PLACING STABLE ISOTOPE STRATIGRAPHY IN CONTEXT OF DETAILED SEDIMENTOLOGY: A CASE STUDY OF THE PALEOGENE SAGE CREEK BASIN, MONTANA

The use of stable isotope stratigraphy in paleoclimate, paleoaltimetry, and paleoenvironmental studies has become increasingly popular and insightful in recent years as lab methods continue to evolve. However, challenges with interpreting vertical and lateral variability, as well as statistical viability, in such data remain. Thus, coupling isotopic data with detailed physical stratigraphy is essential to understanding how and why climate signals may vary spatially and temporally. This study is a detailed comparison between suites of stable isotope data that show well-defined shifts in isotope values and the stratigraphy from which they were collected.

Previous stable isotope studies of Paleogene strata in the Sage Creek Basin of southwestern Montana have revealed a large (7-10‰) and rapid (< 2 Ma) negative isotopic shift in δ¹⁸O at ~49-47 Ma (Kent-Corson et al., 2006). This shift has been interpreted to be related to a period of extension and volcanism in the Cordilleran orogenic wedge, accompanied by construction of a high, rugged topography that migrated from British Columbia (initiating ca. 55-45 Ma) to Nevada (initiating ca. 40-30 Ma).

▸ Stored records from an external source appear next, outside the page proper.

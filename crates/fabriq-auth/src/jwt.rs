//! JWT creation and verification.
//!
//! Access tokens embed the user's role and optional permission map so the
//! permission resolver can run on every request without touching the
//! database.

use chrono::Utc;
use jsonwebtoken::{DecodingKey, EncodingKey, Header, Validation, decode, encode};
use uuid::Uuid;

use fabriq_config::JwtConfig;
use fabriq_core::AppError;
use fabriq_core::permissions::{PermissionMap, Role};

use crate::claims::Claims;

/// Creates an access token carrying the user's authorization data.
///
/// # Errors
///
/// Returns an error if token encoding fails (e.g. invalid secret key).
pub fn create_access_token(
    user_id: Uuid,
    email: &str,
    role: Role,
    permissions: Option<PermissionMap>,
    jwt_config: &JwtConfig,
) -> Result<String, AppError> {
    let now = Utc::now().timestamp() as usize;
    let exp = now + jwt_config.access_token_expiry as usize;

    let claims = Claims {
        sub: user_id.to_string(),
        email: email.to_string(),
        role,
        permissions,
        exp,
        iat: now,
    };

    encode(
        &Header::default(),
        &claims,
        &EncodingKey::from_secret(jwt_config.secret.as_bytes()),
    )
    .map_err(|e| AppError::internal_error(format!("Failed to create token: {}", e)))
}

/// Verifies an access token and returns the embedded claims.
///
/// # Errors
///
/// Returns an unauthorized error when the signature is invalid, the token
/// has expired, or the token is malformed.
pub fn verify_token(token: &str, jwt_config: &JwtConfig) -> Result<Claims, AppError> {
    decode::<Claims>(
        token,
        &DecodingKey::from_secret(jwt_config.secret.as_bytes()),
        &Validation::default(),
    )
    .map(|data| data.claims)
    .map_err(|_| AppError::unauthorized("Invalid or expired token".to_string()))
}

#[cfg(test)]
mod tests {
    use super::*;
    use fabriq_core::permissions::{Module, ModulePermission};

    fn get_test_jwt_config() -> JwtConfig {
        JwtConfig {
            secret: "test-secret-key-at-least-32-characters-long".to_string(),
            access_token_expiry: 3600,
        }
    }

    #[test]
    fn test_create_access_token_success() {
        let config = get_test_jwt_config();
        let result = create_access_token(
            Uuid::new_v4(),
            "test@example.com",
            Role::Production,
            None,
            &config,
        );

        assert!(result.is_ok());
        assert!(!result.unwrap().is_empty());
    }

    #[test]
    fn test_verify_token_round_trip() {
        let config = get_test_jwt_config();
        let user_id = Uuid::new_v4();

        let mut map = PermissionMap::new();
        map.insert(Module::Orders, ModulePermission::FULL);

        let token = create_access_token(
            user_id,
            "test@example.com",
            Role::UnitHead,
            Some(map.clone()),
            &config,
        )
        .unwrap();

        let claims = verify_token(&token, &config).unwrap();
        assert_eq!(claims.sub, user_id.to_string());
        assert_eq!(claims.email, "test@example.com");
        assert_eq!(claims.role, Role::UnitHead);
        assert_eq!(claims.permissions, Some(map));
    }

    #[test]
    fn test_verify_token_invalid() {
        let config = get_test_jwt_config();
        assert!(verify_token("invalid-token", &config).is_err());
    }

    #[test]
    fn test_verify_token_wrong_secret() {
        let config = get_test_jwt_config();
        let token = create_access_token(
            Uuid::new_v4(),
            "test@example.com",
            Role::Accounts,
            None,
            &config,
        )
        .unwrap();

        let wrong_config = JwtConfig {
            secret: "different-secret-key-at-least-32-characters".to_string(),
            access_token_expiry: 3600,
        };

        assert!(verify_token(&token, &wrong_config).is_err());
    }
}
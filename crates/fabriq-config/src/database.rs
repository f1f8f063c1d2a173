use std::env;

/// PostgreSQL connection settings.
///
/// `url` has no default; the application panics at startup when
/// `DATABASE_URL` is unset, which is the earliest useful failure point.
#[derive(Clone, Debug)]
pub struct DatabaseConfig {
    pub url: String,
    pub max_connections: u32,
}

impl DatabaseConfig {
    pub fn from_env() -> Self {
        Self {
            url: env::var("DATABASE_URL").expect("DATABASE_URL must be set"),
            max_connections: env::var("DATABASE_MAX_CONNECTIONS")
                .ok()
                .and_then(|s| s.parse().ok())
                .unwrap_or(5),
        }
    }
}
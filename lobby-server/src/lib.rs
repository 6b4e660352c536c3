//! Stand-in for the hosted data service, for local runs and integration
//! tests. Speaks the same wire contract the real backend does: filtered
//! selects and merge-by-key upserts per table, plus the identity endpoint.

use anyhow::Context;
use axum::extract::{Path, Query};
use axum::http::StatusCode;
use axum::response::{IntoResponse, Response};
use axum::routing::get;
use axum::{Extension, Json, Router};
use lobby_common::query::Filter;
use lobby_common::Identity;
use serde_json::Value;
use sled::Db;
use std::collections::HashMap;

pub type Result<T> = std::result::Result<T, AppError>;

pub struct AppError(anyhow::Error);

// Tell axum how to convert `AppError` into a response.
impl IntoResponse for AppError {
    fn into_response(self) -> Response {
        (
            StatusCode::INTERNAL_SERVER_ERROR,
            format!("Something went wrong: {}", self.0),
        )
            .into_response()
    }
}

// This enables using `?` on functions that return `Result<_, anyhow::Error>`
// to turn them into `Result<_, AppError>` without mapping manually.
impl<E> From<E> for AppError
where
    E: Into<anyhow::Error>,
{
    fn from(err: E) -> Self {
        Self(err.into())
    }
}

const SESSION_KEY: &str = "session";

#[derive(Clone)]
pub struct State {
    db: Db,
}

impl State {
    pub fn open(path: impl AsRef<std::path::Path>) -> anyhow::Result<Self> {
        Ok(Self {
            db: sled::open(path)?,
        })
    }

    /// Fresh throwaway database, used by integration tests.
    pub fn temporary() -> anyhow::Result<Self> {
        Ok(Self {
            db: sled::Config::new().temporary(true).open()?,
        })
    }
}

/// Natural key per table: the friends table is keyed by the directed pair,
/// everything else by its id. Upserting an existing key updates in place.
fn natural_key(table: &str, row: &Value) -> Option<String> {
    if table == "friends" {
        let sender = row.get("senderId")?.as_str()?;
        let receiver = row.get("receiverId")?.as_str()?;
        Some(format!("{sender}:{receiver}"))
    } else {
        Some(row.get("id")?.as_str()?.to_string())
    }
}

pub fn router(state: State) -> Router {
    Router::new()
        .route("/rest/:table", get(select_rows).post(upsert_rows))
        .route("/auth/user", get(current_user).post(set_user))
        .layer(Extension(state))
}

async fn select_rows(
    Extension(state): Extension<State>,
    Path(table): Path<String>,
    Query(params): Query<HashMap<String, String>>,
) -> Result<Json<Vec<Value>>> {
    let filter = Filter::from_params(&params);
    let tree = state.db.open_tree(&table)?;
    let mut rows = Vec::new();
    for entry in tree.iter() {
        let (_key, bytes) = entry?;
        let row: Value = serde_json::from_slice(&bytes)?;
        if filter.matches(&row) {
            rows.push(row);
        }
    }
    tracing::debug!(table, matched = rows.len(), "select");
    Ok(Json(rows))
}

async fn upsert_rows(
    Extension(state): Extension<State>,
    Path(table): Path<String>,
    Json(payload): Json<Value>,
) -> Result<StatusCode> {
    let rows = match payload {
        Value::Array(rows) => rows,
        single => vec![single],
    };
    let tree = state.db.open_tree(&table)?;
    for row in rows {
        let key = natural_key(&table, &row).with_context(|| "row missing natural key")?;
        tree.insert(key.as_bytes(), serde_json::to_vec(&row)?)?;
    }
    Ok(StatusCode::CREATED)
}

async fn current_user(Extension(state): Extension<State>) -> Result<Json<Identity>> {
    let bytes = state
        .db
        .get(SESSION_KEY)?
        .with_context(|| "no authenticated session")?;
    Ok(Json(serde_json::from_slice(&bytes)?))
}

async fn set_user(
    Extension(state): Extension<State>,
    Json(identity): Json<Identity>,
) -> Result<()> {
    state.db.insert(SESSION_KEY, serde_json::to_vec(&identity)?)?;
    Ok(())
}

#[cfg(test)]
mod tests {
    use super::*;
    use serde_json::json;

    #[test]
    fn friends_rows_are_keyed_by_directed_pair() {
        let row = json!({ "senderId": "u1", "receiverId": "u2", "status": false });
        assert_eq!(natural_key("friends", &row).unwrap(), "u1:u2");
        let reversed = json!({ "senderId": "u2", "receiverId": "u1", "status": false });
        assert_eq!(natural_key("friends", &reversed).unwrap(), "u2:u1");
    }

    #[test]
    fn directory_rows_are_keyed_by_id() {
        let row = json!({ "id": "u2", "hotelName": "Lotus Inn" });
        assert_eq!(natural_key("userInfo", &row).unwrap(), "u2");
        assert_eq!(natural_key("userInfo", &json!({})), None);
    }
}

The Sage Creek Basin stratigraphy that encompasses this negative isotopic shift was initially measured at relatively low resolution (e.g., meter-scale). This study revisits these sections, emphasizing resampling for paleoclimate indicators in the context of detailed, bed-scale stratigraphic trends. In addition, similar data were collected from age-equivalent successions exposed in adjacent basins in order to assess lateral variability in isotopic and sedimentary signatures. In all of these areas, trends in stable isotope data are compared with trends in detailed sedimentology and changes in sedimentary provenance. Comparisons such as these reveal the reveal the relative timing of tectonic activity and landscape evolution, their effects on climate and drainage reorganization, and when each is manifested in the sedimentary record.